# EXERCISE GOAL:
List each line of the data that holds the string "SequenceError", please.

** PROVIDED DATA follows **

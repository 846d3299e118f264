//! Error types for sequence operations.
//!
//! The plain operations in [`crate::sequence`] are infallible for every
//! well-typed input. Only the checked variants report failures, through
//! [`SequenceError`].

use thiserror::Error;

/// Errors reported by the checked sequence operations.
///
/// # Examples
///
/// ```rust
/// use seqkit::SequenceError;
///
/// let error = SequenceError::DoublingOverflow { index: 3 };
/// assert_eq!(
///     format!("{error}"),
///     "doubling the element at index 3 overflows its integer type"
/// );
/// ```
#[derive(Debug, Clone, PartialEq, Eq, Error)]
pub enum SequenceError {
    /// Doubling the element at `index` does not fit in the element type.
    #[error("doubling the element at index {index} overflows its integer type")]
    DoublingOverflow {
        /// Position of the first element whose doubled value overflows.
        index: usize,
    },
}

static_assertions::assert_impl_all!(SequenceError: Send, Sync, Clone, std::error::Error);
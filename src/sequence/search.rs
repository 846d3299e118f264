//! Linear membership search.

use std::borrow::Borrow;

/// Returns `true` if some element of `sequence` equals `item`.
///
/// Scans front to back and stops at the first match. No ordering is assumed,
/// so this is O(n) even for sorted input. An empty sequence contains nothing.
///
/// `item` may be a borrowed form of the element type, so a `Vec<String>` can
/// be searched with a `&str`.
///
/// # Examples
///
/// ```rust
/// use seqkit::sequence::contains;
///
/// let names = vec![String::from("One"), String::from("Three"), String::from("Four")];
///
/// assert!(contains(&names, "One"));
/// assert!(!contains(&names, "Two"));
/// assert!(!contains::<String, str>(&[], "one"));
/// ```
#[inline]
pub fn contains<T, Q>(sequence: &[T], item: &Q) -> bool
where
    T: Borrow<Q>,
    Q: PartialEq + ?Sized,
{
    sequence.iter().any(|element| element.borrow() == item)
}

** End of PROVIDED DATA **

# WRITTEN REPLY:
//! [`SequenceError`].
/// use seqkit::SequenceError;
/// let error = SequenceError::DoublingOverflow { index: 3 };
pub enum SequenceError {
static_assertions::assert_impl_all!(SequenceError: Send, Sync, Clone, std::error::Error);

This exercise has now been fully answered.